According to an embodiment of the disclosure, an electronic device for providing privacy enabled eye tracking. may be provided. The electronic device may include memory storing one or more instructions, at least one processor communicatively coupled to the memory. The instructions when executed by the at least one processor individually or collectively, cause the electronic device to obtain a first image of at least one eye of a user. The instructions when executed by the at least one processor individually or collectively, cause the electronic device to extract gaze information of the at least one eye, based on the first image. The instructions when executed by the at least one processor individually or collectively, cause the electronic device to generate an image prompt based on the gaze information of the user. The instructions when executed by the at least one processor individually or collectively, cause the electronic device to provide the image prompt with the gaze information to a pre-trained artificial intelligence (AI) model to generate a second image of the at least one eye of the user. The biometric information of the at least one of the user may be anonymized in the second image.
According to an embodiment of the disclosure, one or more non-transitory computer-readable storage media storing instructions that, when executed by at least one processor of an electronic device individually or collectively, cause the electronic device to perform operations may be provided. The operation may comprise obtaining a first image of at least one eye of a user. The operation may comprise extracting gaze information of the at least one eye, based on the first image. The operation may comprise generating an image prompt based on the gaze information of the user. The operation may comprise providing the image prompt with the gaze information to a pre-trained artificial intelligence (AI) model to generate a second image of the at least one eye of the user. The biometric information of the at least one of the user may be anonymized in the second image.

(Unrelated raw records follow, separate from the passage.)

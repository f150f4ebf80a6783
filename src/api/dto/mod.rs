//! Data Transfer Objects for REST request/response serialization.
//!
//! All monetary amounts are plain JSON integers in minor currency units;
//! identifiers cross the boundary as strings (UUIDs or opaque creator
//! ids).

pub mod batch_dto;
pub mod common_dto;
pub mod creator_dto;
pub mod event_dto;

pub use batch_dto::*;
pub use common_dto::*;
pub use creator_dto::*;
pub use event_dto::*;
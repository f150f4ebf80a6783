//! Shared application state injected into all Axum handlers.

use std::sync::Arc;

use crate::config::ToggleGate;
use crate::service::SettlementService;

/// Shared application state available to all handlers via Axum's
/// `State` extractor.
#[derive(Debug, Clone)]
pub struct AppState {
    /// Settlement service for all business logic.
    pub settlement: Arc<SettlementService>,
    /// Feature toggle source, snapshotted once per request.
    pub toggles: ToggleGate,
}
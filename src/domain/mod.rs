//! Domain layer: settlement events, allocations, shares, and batches.
//!
//! This module contains the engine's domain model: type-safe identifiers,
//! the immutable settlement event record, the computed allocation produced
//! by the calculation core, the distribution-ledger rows (creator shares,
//! growth shares, risk entries), and the payout batch lifecycle types.

pub mod allocation;
pub mod batch;
pub mod event;
pub mod ids;
pub mod share;

pub use allocation::{
    Allocation, BalanceCheck, CalcInput, CreatorBreakdown, GrowthBreakdown, PoolSplit, RemixShare,
    ReversalRatio,
};
pub use batch::{BatchDetail, BatchStatus, PayoutBatch, PayoutStats};
pub use event::{EventType, NewSettlementEvent, SettlementEvent};
pub use ids::{BatchId, CreatorId, EventId, ShareId};
pub use share::{
    CreatorHistoryEntry, CreatorShare, CreatorSummary, GrowthBucket, GrowthShare, ReferrerSummary,
    ReleaseOutcome, RiskLedgerEntry, ShareChannel, ShareStatus,
};
//! Engine error types with HTTP status code mapping.
//!
//! [`SettlementError`] is the central error type for the engine. Each variant
//! maps to a specific HTTP status code and structured JSON error response.

use axum::http::StatusCode;
use axum::response::{IntoResponse, Response};
use serde::Serialize;
use utoipa::ToSchema;

/// Structured JSON error response body.
///
/// All error responses follow this shape:
/// ```json
/// {
///   "error": {
///     "code": 1001,
///     "message": "invalid request: gross_amount must be positive",
///     "details": null
///   }
/// }
/// ```
#[derive(Debug, Serialize, ToSchema)]
pub struct ErrorResponse {
    /// Structured error payload.
    pub error: ErrorBody,
}

/// Inner error body with numeric code and human-readable message.
#[derive(Debug, Serialize, ToSchema)]
pub struct ErrorBody {
    /// Numeric error code (see the code-range table on [`SettlementError`]).
    pub code: u32,
    /// Human-readable error message.
    pub message: String,
    /// Optional additional details.
    #[serde(skip_serializing_if = "Option::is_none")]
    pub details: Option<String>,
}

/// Server-side error enum with HTTP status code mapping.
///
/// # Error Code Ranges
///
/// | Range     | Category          | HTTP Status                  |
/// |-----------|-------------------|------------------------------|
/// | 1000–1999 | Validation        | 400 Bad Request              |
/// | 2000–2999 | Lookup/Conflict   | 404 Not Found / 409 Conflict |
/// | 3000–3999 | Server/Operations | 500 / 503                    |
/// | 4000–4999 | Settlement Rules  | 422 Unprocessable Entity     |
///
/// `BalanceInvariantViolation` carries the dedicated code 3100 so that
/// monitoring can alarm on it separately from ordinary server errors.
#[derive(Debug, thiserror::Error)]
pub enum SettlementError {
    /// Request validation failed.
    #[error("invalid request: {0}")]
    InvalidRequest(String),

    /// Unsupported or malformed settlement event type string.
    #[error("invalid event type: {0}")]
    InvalidEventType(String),

    /// Settlement event with the given ID was not found.
    #[error("settlement event not found: {0}")]
    EventNotFound(uuid::Uuid),

    /// Payout batch with the given ID was not found.
    #[error("payout batch not found: {0}")]
    BatchNotFound(uuid::Uuid),

    /// A reversal of this type was already recorded for the original event.
    #[error("duplicate reversal for event {original_event_id} ({event_type})")]
    DuplicateReversal {
        /// The PAYMENT event the rejected reversal referenced.
        original_event_id: uuid::Uuid,
        /// Reversal event type already on record.
        event_type: String,
    },

    /// Reversal amount is non-positive or exceeds the original paid amount.
    #[error("invalid reversal amount: {requested} (original paid {original_paid})")]
    InvalidReversalAmount {
        /// Requested reversal amount in minor units.
        requested: i64,
        /// Paid amount of the original event in minor units.
        original_paid: i64,
    },

    /// Batch creation found no payable creator shares to aggregate.
    #[error("no payable shares eligible for payout batch")]
    NoPayableShares,

    /// The computed allocation failed exact balance conservation.
    ///
    /// This is an internal defect, never a client error; nothing is
    /// persisted when it fires.
    #[error("balance invariant violated: diff {diff}")]
    BalanceInvariantViolation {
        /// `net_cash - (platform_actual + creator + growth + risk)`; must be 0.
        diff: i64,
    },

    /// Persistence layer failure.
    #[error("persistence error: {0}")]
    PersistenceError(String),

    /// A required backing service is unavailable.
    #[error("service unavailable: {0}")]
    ServiceUnavailable(String),

    /// The operation is switched off by a runtime feature toggle.
    #[error("feature disabled: {0}")]
    ToggleDisabled(&'static str),

    /// Internal server error.
    #[error("internal error: {0}")]
    Internal(String),
}

impl SettlementError {
    /// Returns the numeric error code for this variant.
    #[must_use]
    pub const fn error_code(&self) -> u32 {
        match self {
            Self::InvalidRequest(_) => 1001,
            Self::InvalidEventType(_) => 1002,
            Self::EventNotFound(_) => 2001,
            Self::BatchNotFound(_) => 2002,
            Self::DuplicateReversal { .. } => 2003,
            Self::InvalidReversalAmount { .. } => 4001,
            Self::NoPayableShares => 4002,
            Self::BalanceInvariantViolation { .. } => 3100,
            Self::PersistenceError(_) => 3001,
            Self::ServiceUnavailable(_) => 3002,
            Self::ToggleDisabled(_) => 3003,
            Self::Internal(_) => 3000,
        }
    }

    /// Returns the HTTP status code for this variant.
    #[must_use]
    pub const fn status_code(&self) -> StatusCode {
        match self {
            Self::InvalidRequest(_) | Self::InvalidEventType(_) => StatusCode::BAD_REQUEST,
            Self::EventNotFound(_) | Self::BatchNotFound(_) => StatusCode::NOT_FOUND,
            Self::DuplicateReversal { .. } => StatusCode::CONFLICT,
            Self::InvalidReversalAmount { .. } | Self::NoPayableShares => {
                StatusCode::UNPROCESSABLE_ENTITY
            }
            Self::BalanceInvariantViolation { .. }
            | Self::PersistenceError(_)
            | Self::Internal(_) => StatusCode::INTERNAL_SERVER_ERROR,
            Self::ServiceUnavailable(_) | Self::ToggleDisabled(_) => StatusCode::SERVICE_UNAVAILABLE,
        }
    }
}

impl IntoResponse for SettlementError {
    fn into_response(self) -> Response {
        let status = self.status_code();
        let body = ErrorResponse {
            error: ErrorBody {
                code: self.error_code(),
                message: self.to_string(),
                details: None,
            },
        };
        let mut response = axum::Json(body).into_response();
        *response.status_mut() = status;
        response
    }
}
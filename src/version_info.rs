//! Docker Engine `GET /version` document.
//!
//! Only the subset of the Docker schema that socktainer can answer is
//! modelled. Key names follow the Docker wire format.

use serde::Serialize;
use sysinfo::System;

use crate::build_info::{BuildMetadata, PRODUCT_NAME};

/// Server platform.
#[derive(Debug, Clone, PartialEq, Eq, Serialize)]
#[serde(rename_all = "PascalCase")]
pub struct ServerPlatform {
    pub name: String,
}

/// Versioned component of the server.
#[derive(Debug, Clone, PartialEq, Eq, Serialize)]
#[serde(rename_all = "PascalCase")]
pub struct Component {
    pub name: String,
    pub version: String,
}

/// Facts about the machine the server runs on.
#[derive(Debug, Clone, PartialEq, Eq, Serialize)]
pub struct HostInfo {
    /// Go-style OS name (`darwin`, `linux`, ...).
    pub os: String,
    /// Go-style architecture name (`arm64`, `amd64`, ...).
    pub arch: String,
    /// Kernel release, when it can be determined.
    pub kernel_version: Option<String>,
}

impl HostInfo {
    /// Describe the current host.
    #[must_use]
    pub fn current() -> Self {
        let kernel_version = System::kernel_version().filter(|release| !release.is_empty());

        tracing::trace!(?kernel_version, "Detected kernel release");

        Self {
            os: go_os(std::env::consts::OS).to_string(),
            arch: go_arch(std::env::consts::ARCH).to_string(),
            kernel_version,
        }
    }
}

/// Map a Rust target OS name to the name Docker clients expect.
#[must_use]
pub fn go_os(os: &str) -> &str {
    match os {
        "macos" => "darwin",
        other => other,
    }
}

/// Map a Rust target architecture name to the name Docker clients expect.
#[must_use]
pub fn go_arch(arch: &str) -> &str {
    match arch {
        "aarch64" => "arm64",
        "x86_64" => "amd64",
        "x86" => "386",
        "powerpc64" => "ppc64",
        other => other,
    }
}

/// Response body of `GET /version`.
#[derive(Debug, Clone, PartialEq, Eq, Serialize)]
#[serde(rename_all = "PascalCase")]
pub struct VersionInfo {
    pub platform: ServerPlatform,
    pub components: Vec<Component>,
    pub version: String,
    pub api_version: String,
    #[serde(rename = "MinAPIVersion")]
    pub min_api_version: String,
    pub git_commit: String,
    pub os: String,
    pub arch: String,
    #[serde(skip_serializing_if = "Option::is_none")]
    pub kernel_version: Option<String>,
    pub experimental: bool,
    pub build_time: String,
}

impl VersionInfo {
    /// Build the document from build metadata and host facts.
    ///
    /// `Version` carries the highest supported API version rather than the
    /// product release: some clients refuse servers whose SemVer is lower
    /// than the Docker release they target. The product release is listed
    /// as a component instead.
    #[must_use]
    pub fn new(meta: &BuildMetadata, host: &HostInfo) -> Self {
        Self {
            platform: ServerPlatform {
                name: PRODUCT_NAME.to_string(),
            },
            components: vec![Component {
                name: PRODUCT_NAME.to_string(),
                version: meta.version.to_string(),
            }],
            version: meta.docker_engine_api_max_version.to_string(),
            api_version: meta.docker_engine_api_max_version.to_string(),
            min_api_version: meta.docker_engine_api_min_version.to_string(),
            git_commit: meta.git_commit.to_string(),
            os: host.os.clone(),
            arch: host.arch.clone(),
            kernel_version: host.kernel_version.clone(),
            experimental: true,
            build_time: meta.build_time.to_string(),
        }
    }

    /// Document for this binary on this host.
    #[must_use]
    pub fn current() -> Self {
        Self::new(BuildMetadata::current(), &HostInfo::current())
    }
}
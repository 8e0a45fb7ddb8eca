//! CLI parsing and rendering.

use std::fmt::Write as _;

use clap::{Parser, ValueEnum};

use crate::build_info::{self, BuildMetadata};
use crate::error::Result;
use crate::version_info::{HostInfo, VersionInfo};

/// Print the build metadata compiled into socktainer.
#[derive(Parser)]
#[command(name = "socktainer-buildinfo")]
#[command(about = "Print the build metadata compiled into socktainer")]
#[command(version = build_info::VERSION)]
pub struct Cli {
    /// Output format.
    #[arg(
        short,
        long,
        value_enum,
        default_value_t = Format::Text,
        env = "SOCKTAINER_BUILDINFO_FORMAT"
    )]
    pub format: Format,

    /// Print only the version banner.
    #[arg(short, long)]
    pub short: bool,

    /// Increase logging verbosity.
    #[arg(short, long, action = clap::ArgAction::Count)]
    pub verbose: u8,
}

/// Output format for build metadata.
#[derive(Debug, Clone, Copy, PartialEq, Eq, ValueEnum)]
pub enum Format {
    /// One `key: value` line per field.
    Text,
    /// Build metadata as JSON.
    Json,
    /// Build metadata as TOML.
    Toml,
    /// Docker Engine `/version` document.
    Docker,
}

impl Cli {
    /// Tracing filter for the requested verbosity.
    #[must_use]
    pub const fn log_filter(&self) -> &'static str {
        match self.verbose {
            0 => "warn",
            1 => "info",
            2 => "debug",
            _ => "trace",
        }
    }
}

/// Render build metadata in the given format.
///
/// Docker output combines `meta` with facts about the current host.
pub fn render(format: Format, meta: &BuildMetadata) -> Result<String> {
    tracing::debug!(?format, "Rendering build metadata");

    let rendered = match format {
        Format::Text => render_text(meta),
        Format::Json => serde_json::to_string_pretty(meta)?,
        Format::Toml => toml::to_string_pretty(meta)?,
        Format::Docker => {
            serde_json::to_string_pretty(&VersionInfo::new(meta, &HostInfo::current()))?
        }
    };
    Ok(rendered)
}

fn render_text(meta: &BuildMetadata) -> String {
    meta.entries()
        .iter()
        .fold(String::new(), |mut out, (key, value)| {
            let _ = writeln!(out, "{key}: {value}");
            out
        })
}
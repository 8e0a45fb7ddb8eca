//! Build script tracking build metadata inputs.
//!
//! rustc inherits the build environment, so `option_env!` in
//! `src/build_info.rs` already sees each input verbatim. Re-emitting them
//! through `rustc-env` would let cargo trim trailing whitespace.

/// Environment inputs read by `src/build_info.rs`.
const INPUTS: [&str; 6] = [
    "BUILD_VERSION",
    "BUILD_GIT_COMMIT",
    "BUILD_TIME",
    "DOCKER_ENGINE_API_MIN_VERSION",
    "DOCKER_ENGINE_API_MAX_VERSION",
    "APPLE_CONTAINER_VERSION",
];

fn main() {
    println!("cargo:rerun-if-changed=build.rs");

    // Re-run whenever an input is set, changed or removed
    for name in INPUTS {
        println!("cargo:rerun-if-env-changed={name}");
    }
}
//! Socktainer build information.
//!
//! Build metadata (release version, commit, build time, supported Docker
//! Engine API range and Apple container release) is injected through
//! environment variables at compile time and exposed here as constants:
//!
//! ```text
//!  BUILD_VERSION, BUILD_GIT_COMMIT, ...
//!              │
//!        ┌─────┴─────┐
//!        │ build.rs  │  rerun tracking, forwarding
//!        └─────┬─────┘
//!        ┌─────┴──────┐     ┌──────────────┐
//!        │ build_info │ ──▶ │ version_info │  Docker `/version`
//!        └─────┬──────┘     └──────┬───────┘
//!              └─────────┬─────────┘
//!                  ┌─────┴─────┐
//!                  │    CLI    │
//!                  └───────────┘
//! ```

pub mod build_info;
pub mod cli;
pub mod error;
pub mod version_info;

pub use build_info::{
    BuildMetadata, apple_container_version, build_git_commit, build_time, build_version,
    docker_engine_api_max_version, docker_engine_api_min_version,
};
pub use error::{Error, Result};
pub use version_info::{HostInfo, VersionInfo};
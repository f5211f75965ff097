//! Chain-of-responsibility pipeline for unwrapping queue message payloads.
//!
//! A [`Pipeline`] is a fixed chain of [`Instruction`]s. Each instruction gets
//! the current [`Payload`] and a [`Next`] handle for the rest of the chain,
//! does one job such as decoding or verifying, and hands the result on. The caller
//! supplies the terminal sink.
//!
//! ```ignore
//! let pipeline = PipelineConfig::default().build(&keys)?;
//! pipeline.process(Payload::from(message), &|value| handle(value))?;
//! ```

pub mod config;
pub mod instruction;
pub mod instructions;
pub mod pipeline;

pub use config::{IvLayout, PipelineConfig, PipelineKeys, TransportEncoding};
pub use instruction::{Instruction, InstructionKind, Next};
pub use instructions::{
    DecodeBase64, DecodePayloadFromJson, DecryptPayload, IvSource, VerifyPayloadHmac,
};
pub use msgpipe_common::{Error, ErrorKind, Payload, PayloadKind, Result};
pub use pipeline::{Pipeline, PipelineBuilder};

Other aspects, advantages, and salient features of the disclosure will become apparent to those skilled in the art from the following detailed description, which, taken in conjunction with the annexed drawings, discloses various embodiments of the disclosure.
BRIEF DESCRIPTION OF THE DRAWINGS
The above and other aspects, features, and advantages of certain embodiments of the disclosure will be more apparent from the following description taken in conjunction with the accompanying drawings, in which:
FIG. 1 illustrates an environment for providing privacy enabled eye tracking in an electronic device according to an embodiment of the disclosure;
FIG. 2 illustrates a method for three-dimensional (3D) eye model generation according to an embodiment of the disclosure;
FIG. 3 illustrates a block diagram for determining gaze information of a 3D eye model according to an embodiment of the disclosure;
FIG. 4 illustrates a block diagram for eye image generation by a privacy enabled system according to an embodiment of the disclosure;
FIG. 5 illustrates a block diagram for anonymized eye image generation by the privacy enabled system according to an embodiment of the disclosure;
FIG. 6 illustrates a block diagram of a system for providing privacy enabled eye tracking in an electronic device according to an embodiment of the disclosure; and
FIG. 7 illustrates a flowchart for a method for providing privacy enabled eye tracking in an electronic device according to an embodiment of the disclosure.
Throughout the drawings, it should be noted that like reference numbers are used to depict the same or similar elements, features, and structures.
DETAILED DESCRIPTION
The following description with reference to the accompanying drawings is provided to assist in a comprehensive understanding of various embodiments of the disclosure as defined by the claims and their equivalents. It includes various specific details to assist in that understanding but these are to be regarded as merely exemplary. Accordingly, those of ordinary skill in the art will recognize that various changes and modifications of the various embodiments described herein can be made without departing from the scope and spirit of the disclosure. In addition, descriptions of well-known functions and constructions may be omitted for clarity and conciseness.
The terms and words used in the following description and claims are not limited to the bibliographical meanings, but, are merely used by the inventor to enable a clear and consistent understanding of the disclosure. Accordingly, it should be apparent to those skilled in the art that the following description of various embodiments of the disclosure is provided for illustration purpose only and not for the purpose of limiting the disclosure as defined by the appended claims and their equivalents.
It is to be understood that the singular forms “a,” “an,” and “the” include plural referents unless the context clearly dictates otherwise. Thus, for example, reference to “a component surface” includes reference to one or more of such surfaces.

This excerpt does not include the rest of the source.